Related: Local geology  Fossils  The Leeds hippo  Geology and Scenery  Geology and Man 



Over the past 2 million years or so, the climate of Britain has fluctuated between subtropical and polar. This episode, called the Ice Age, has left its mark on the geology of the area.


Periods of cooling, known as glacials, usually lasted many tens of thousands of years and saw ice grow in highland areas and spread out over the surrounding lowlands. Initially glaciers followed the river valleys, deepening and straightening them. The valleys of the Wharfe and Aire both show signs of this. As conditions got colder, vast ice sheets spread out over all the land.

Leeds 16,000 Years Ago

How Leeds may have looked 16,000 years ago!

Leeds 126,000 Years Ago

Interglacials were periods when the climate warmed up and ice sheets and glaciers retreated. The extent of the retreat varied depending on how warm the climate became. The discovery of the Leeds Hippopotamus clearly indicates that sometimes it was considerably warmer than today's climate.

How Leeds may have looked 126,000 years ago!

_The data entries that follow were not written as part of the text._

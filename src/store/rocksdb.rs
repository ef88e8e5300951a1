//! RocksDB-backed implementation of every store trait.
//!
//! ## Column families
//!
//! - `entities`: entity id -> JSON record (persisted layout)
//! - `blobs`: storage path -> raw ciphertext
//! - `profiles`: user id -> JSON [`ProfileRecord`]
//! - `pending_keys`: user id -> JSON [`PendingKeyPair`]
//! - `interactions`: `uid_a:uid_b` (sorted) -> JSON timestamp
//! - `idx_owner`: `owner:entity_id` -> ()
//! - `idx_access`: `uid:entity_id` -> () for every member of `sharedWith`
//!
//! Index entries are written in the same batch as the record, so a query
//! never observes an index pointing at a stale recipient set.

use super::{
    BlobStore, Cursor, DocumentStore, EntityFilter, InteractionLog, MonotonicClock, Page,
    PageRequest, PendingKeyPair, ProfileRecord, ProfileStore,
};
use crate::config::StorageConfig;
use crate::crypto::keys::PublicKey;
use crate::crypto::password::WrappedPrivateKey;
use crate::entity::EncryptedEntity;
use crate::error::{Result, ShareError};
use crate::types::{EntityId, UserId};
use crate::validation::Validator;
use ::rocksdb::{ColumnFamily, ColumnFamilyDescriptor, Direction, IteratorMode, Options, WriteBatch, DB};
use serde::{de::DeserializeOwned, Serialize};
use std::collections::BTreeSet;
use std::path::Path;
use std::sync::{Mutex, MutexGuard};
use tracing::{debug, info, warn};

const CF_ENTITIES: &str = "entities";
const CF_BLOBS: &str = "blobs";
const CF_PROFILES: &str = "profiles";
const CF_PENDING_KEYS: &str = "pending_keys";
const CF_INTERACTIONS: &str = "interactions";
const CF_IDX_OWNER: &str = "idx_owner";
const CF_IDX_ACCESS: &str = "idx_access";

const COLUMN_FAMILIES: &[&str] = &[
    CF_ENTITIES,
    CF_BLOBS,
    CF_PROFILES,
    CF_PENDING_KEYS,
    CF_INTERACTIONS,
    CF_IDX_OWNER,
    CF_IDX_ACCESS,
];

/// Subdirectory of the data directory holding the database
pub const DB_DIR: &str = "share_db";

fn db_options(config: &StorageConfig) -> Options {
    let threads = match config.background_threads {
        0 => num_cpus::get(),
        n => n,
    };

    let mut opts = Options::default();
    opts.create_if_missing(true);
    opts.create_missing_column_families(true);
    opts.set_max_open_files(config.max_open_files);
    opts.set_write_buffer_size(config.write_buffer_size);
    opts.set_max_total_wal_size(config.max_total_wal_size);
    opts.increase_parallelism(i32::try_from(threads).unwrap_or(i32::MAX));
    opts.set_compression_type(::rocksdb::DBCompressionType::Lz4);
    opts
}

fn storage_error(action: &'static str) -> impl Fn(::rocksdb::Error) -> ShareError {
    move |e| ShareError::storage(format!("{} failed: {}", action, e))
}

/// `uid:suffix`; user ids never contain `:`, so `uid:` is an exact prefix
fn index_key(uid: &UserId, suffix: &[u8]) -> Vec<u8> {
    let uid = uid.as_str().as_bytes();
    let mut key = Vec::with_capacity(uid.len() + 1 + suffix.len());
    key.extend_from_slice(uid);
    key.push(b':');
    key.extend_from_slice(suffix);
    key
}

fn interaction_key(a: &UserId, b: &UserId) -> Vec<u8> {
    let (first, second) = if a <= b { (a, b) } else { (b, a) };
    index_key(first, second.as_str().as_bytes())
}

/// RocksDB-backed store
pub struct RocksStore {
    db: DB,
    /// Serializes read-compare-write on entity records
    write_lock: Mutex<()>,
    clock: MonotonicClock,
}

impl std::fmt::Debug for RocksStore {
    fn fmt(&self, f: &mut std::fmt::Formatter<'_>) -> std::fmt::Result {
        f.debug_struct("RocksStore")
            .field("path", &self.db.path())
            .finish_non_exhaustive()
    }
}

impl RocksStore {
    /// Opens (or creates) the store under `data_dir`
    pub fn open(data_dir: impl AsRef<Path>, config: &StorageConfig) -> Result<Self> {
        let db_path = data_dir.as_ref().join(DB_DIR);
        let descriptors = COLUMN_FAMILIES
            .iter()
            .map(|name| ColumnFamilyDescriptor::new(*name, Options::default()));
        let db = DB::open_cf_descriptors(&db_options(config), &db_path, descriptors)
            .map_err(storage_error("opening the share store"))?;

        info!(path = %db_path.display(), "Opened share store");
        Ok(Self {
            db,
            write_lock: Mutex::new(()),
            clock: MonotonicClock::default(),
        })
    }

    fn lock_writes(&self) -> Result<MutexGuard<'_, ()>> {
        self.write_lock
            .lock()
            .map_err(|_| ShareError::storage("write lock poisoned"))
    }

    fn column(&self, name: &str) -> Result<&ColumnFamily> {
        self.db
            .cf_handle(name)
            .ok_or_else(|| ShareError::storage(format!("column family {} is missing", name)))
    }

    fn read<T: DeserializeOwned>(&self, cf: &str, key: &[u8]) -> Result<Option<T>> {
        let bytes = self
            .db
            .get_cf(self.column(cf)?, key)
            .map_err(storage_error("read"))?;
        match bytes {
            Some(bytes) => Ok(Some(serde_json::from_slice(&bytes)?)),
            None => Ok(None),
        }
    }

    fn write<T: Serialize>(&self, cf: &str, key: &[u8], value: &T) -> Result<()> {
        let bytes = serde_json::to_vec(value)?;
        self.db
            .put_cf(self.column(cf)?, key, bytes)
            .map_err(storage_error("write"))
    }

    fn load_entity(&self, id: &EntityId) -> Result<Option<EncryptedEntity>> {
        self.read(CF_ENTITIES, id.as_str().as_bytes())
    }

    /// Writes the record change between `old` and `new` and every index
    /// change it implies in one batch
    fn commit_entity(&self, old: Option<&EncryptedEntity>, new: Option<&EncryptedEntity>) -> Result<()> {
        let Some(id) = old.or(new).map(|e| e.id.as_str().as_bytes()) else {
            return Ok(());
        };
        let mut batch = WriteBatch::default();

        let records = self.column(CF_ENTITIES)?;
        match new {
            Some(entity) => batch.put_cf(records, id, serde_json::to_vec(entity)?),
            None => batch.delete_cf(records, id),
        }

        let owners = self.column(CF_IDX_OWNER)?;
        let old_owner = old.map(|e| &e.owner);
        let new_owner = new.map(|e| &e.owner);
        if old_owner != new_owner {
            if let Some(owner) = old_owner {
                batch.delete_cf(owners, index_key(owner, id));
            }
            if let Some(owner) = new_owner {
                batch.put_cf(owners, index_key(owner, id), b"");
            }
        }

        let access = self.column(CF_IDX_ACCESS)?;
        let empty = BTreeSet::new();
        let old_members = old.map(|e| &e.shared_with).unwrap_or(&empty);
        let new_members = new.map(|e| &e.shared_with).unwrap_or(&empty);
        for uid in old_members.difference(new_members) {
            batch.delete_cf(access, index_key(uid, id));
        }
        for uid in new_members.difference(old_members) {
            batch.put_cf(access, index_key(uid, id), b"");
        }

        self.db.write(batch).map_err(storage_error("entity write"))
    }

    /// Entity ids indexed under `uid`, strictly after `after`, at most
    /// `limit + 1` of them so the caller can tell whether more remain
    fn scan_index(
        &self,
        cf: &str,
        uid: &UserId,
        after: Option<&EntityId>,
        limit: usize,
    ) -> Result<Vec<EntityId>> {
        let prefix = index_key(uid, &[]);
        let start = match after {
            Some(id) => index_key(uid, id.as_str().as_bytes()),
            None => prefix.clone(),
        };

        let mut ids = Vec::with_capacity(limit + 1);
        let entries = self
            .db
            .iterator_cf(self.column(cf)?, IteratorMode::From(start.as_slice(), Direction::Forward));
        for entry in entries {
            let (key, _) = entry.map_err(storage_error("index scan"))?;
            if !key.starts_with(&prefix) {
                break;
            }
            if after.is_some() && key[..] == start[..] {
                continue;
            }

            let id = std::str::from_utf8(&key[prefix.len()..])
                .ok()
                .and_then(|raw| EntityId::new(raw).ok())
                .ok_or_else(|| ShareError::storage(format!("corrupt key in index {}", cf)))?;
            ids.push(id);
            if ids.len() > limit {
                break;
            }
        }
        Ok(ids)
    }
}

impl BlobStore for RocksStore {
    fn get(&self, path: &str) -> Result<Vec<u8>> {
        self.db
            .get_cf(self.column(CF_BLOBS)?, path.as_bytes())
            .map_err(storage_error("blob read"))?
            .ok_or_else(|| ShareError::not_found(format!("blob {}", path)))
    }

    fn put(&self, path: &str, bytes: &[u8]) -> Result<()> {
        self.db
            .put_cf(self.column(CF_BLOBS)?, path.as_bytes(), bytes)
            .map_err(storage_error("blob write"))
    }

    fn delete(&self, path: &str) -> Result<()> {
        self.db
            .delete_cf(self.column(CF_BLOBS)?, path.as_bytes())
            .map_err(storage_error("blob delete"))
    }
}

impl DocumentStore for RocksStore {
    fn get(&self, id: &EntityId) -> Result<Option<EncryptedEntity>> {
        self.load_entity(id)
    }

    fn insert(&self, entity: &EncryptedEntity) -> Result<EncryptedEntity> {
        let _guard = self.lock_writes()?;
        if self.load_entity(&entity.id)?.is_some() {
            return Err(ShareError::storage(format!("entity {} already exists", entity.id)));
        }

        let mut stored = entity.clone();
        stored.version = 1;
        stored.updated_at = Some(self.clock.now_millis());
        self.commit_entity(None, Some(&stored))?;

        debug!(entity_id = %stored.id, owner = %stored.owner, "Inserted entity");
        Ok(stored)
    }

    fn compare_and_swap(
        &self,
        entity: &EncryptedEntity,
        expected_version: u64,
    ) -> Result<EncryptedEntity> {
        let _guard = self.lock_writes()?;
        let current = self
            .load_entity(&entity.id)?
            .ok_or_else(|| ShareError::not_found(format!("entity {}", entity.id)))?;
        if current.version != expected_version {
            debug!(
                entity_id = %entity.id,
                expected_version,
                actual_version = current.version,
                "Compare-and-swap rejected"
            );
            return Err(ShareError::concurrent_modification(&entity.id));
        }

        let mut stored = entity.clone();
        stored.version = expected_version + 1;
        self.commit_entity(Some(&current), Some(&stored))?;
        Ok(stored)
    }

    fn delete(&self, id: &EntityId, expected_version: u64) -> Result<()> {
        let _guard = self.lock_writes()?;
        let current = self
            .load_entity(id)?
            .ok_or_else(|| ShareError::not_found(format!("entity {}", id)))?;
        if current.version != expected_version {
            return Err(ShareError::concurrent_modification(id));
        }
        self.commit_entity(Some(&current), None)
    }

    fn query(&self, filter: &EntityFilter, page: &PageRequest) -> Result<Page> {
        Validator::validate_page_size(page.size)?;

        let (cf, uid) = match filter {
            EntityFilter::OwnedBy(uid) => (CF_IDX_OWNER, uid),
            EntityFilter::SharedWith(uid) => (CF_IDX_ACCESS, uid),
        };
        let after = page.after.as_ref().map(|cursor| &cursor.last_id);
        let mut ids = self.scan_index(cf, uid, after, page.size)?;

        let has_more = ids.len() > page.size;
        ids.truncate(page.size);

        let mut items = Vec::with_capacity(ids.len());
        for id in &ids {
            match self.load_entity(id)? {
                Some(entity) => items.push(entity),
                None => warn!(entity_id = %id, index = cf, "Index entry without record"),
            }
        }

        let next_cursor = if has_more {
            ids.last().cloned().map(Cursor::new)
        } else {
            None
        };

        Ok(Page { items, next_cursor })
    }

    fn server_timestamp(&self) -> u64 {
        self.clock.now_millis()
    }
}

impl ProfileStore for RocksStore {
    fn get_public_key(&self, uid: &UserId) -> Result<Option<PublicKey>> {
        let record: Option<ProfileRecord> = self.read(CF_PROFILES, uid.as_str().as_bytes())?;
        Ok(record.map(|r| r.public_key))
    }

    fn get_wrapped_private_key(&self, uid: &UserId) -> Result<Option<WrappedPrivateKey>> {
        let record: Option<ProfileRecord> = self.read(CF_PROFILES, uid.as_str().as_bytes())?;
        Ok(record.and_then(|r| r.wrapped_private_key))
    }

    fn publish_key_pair(
        &self,
        uid: &UserId,
        public_key: &PublicKey,
        wrapped_private_key: &WrappedPrivateKey,
    ) -> Result<()> {
        let record = ProfileRecord {
            public_key: public_key.clone(),
            wrapped_private_key: Some(wrapped_private_key.clone()),
        };
        self.write(CF_PROFILES, uid.as_str().as_bytes(), &record)?;
        info!(uid = %uid, fingerprint = %public_key.fingerprint_hex(), "Published key pair");
        Ok(())
    }

    fn get_pending_key_pair(&self, uid: &UserId) -> Result<Option<PendingKeyPair>> {
        self.read(CF_PENDING_KEYS, uid.as_str().as_bytes())
    }

    fn stage_pending_key_pair(&self, uid: &UserId, pending: &PendingKeyPair) -> Result<()> {
        self.write(CF_PENDING_KEYS, uid.as_str().as_bytes(), pending)?;
        debug!(uid = %uid, fingerprint = %pending.public_key.fingerprint_hex(), "Staged pending key pair");
        Ok(())
    }

    fn clear_pending_key_pair(&self, uid: &UserId) -> Result<()> {
        self.db
            .delete_cf(self.column(CF_PENDING_KEYS)?, uid.as_str().as_bytes())
            .map_err(storage_error("pending key delete"))
    }
}

impl InteractionLog for RocksStore {
    fn record_interaction(&self, a: &UserId, b: &UserId, timestamp: u64) -> Result<()> {
        let key = interaction_key(a, b);

        let _guard = self.lock_writes()?;
        let previous: Option<u64> = self.read(CF_INTERACTIONS, &key)?;
        if previous.is_some_and(|p| p >= timestamp) {
            return Ok(());
        }
        self.write(CF_INTERACTIONS, &key, &timestamp)
    }
}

As the ice sheets and glaciers retreated they left behind the load that they had carried. This consisted of rock debris ranging in size from huge boulders to finely ground rock flour forming a deposit called till which conceals the solid rock with a blanket of varying thickness. The vast amounts of meltwater released by the decaying ice sheets swept along sands, gravels and muds. In areas of slacker current and temporary lakes these were deposited to form thick beds of silts, sands and gravels.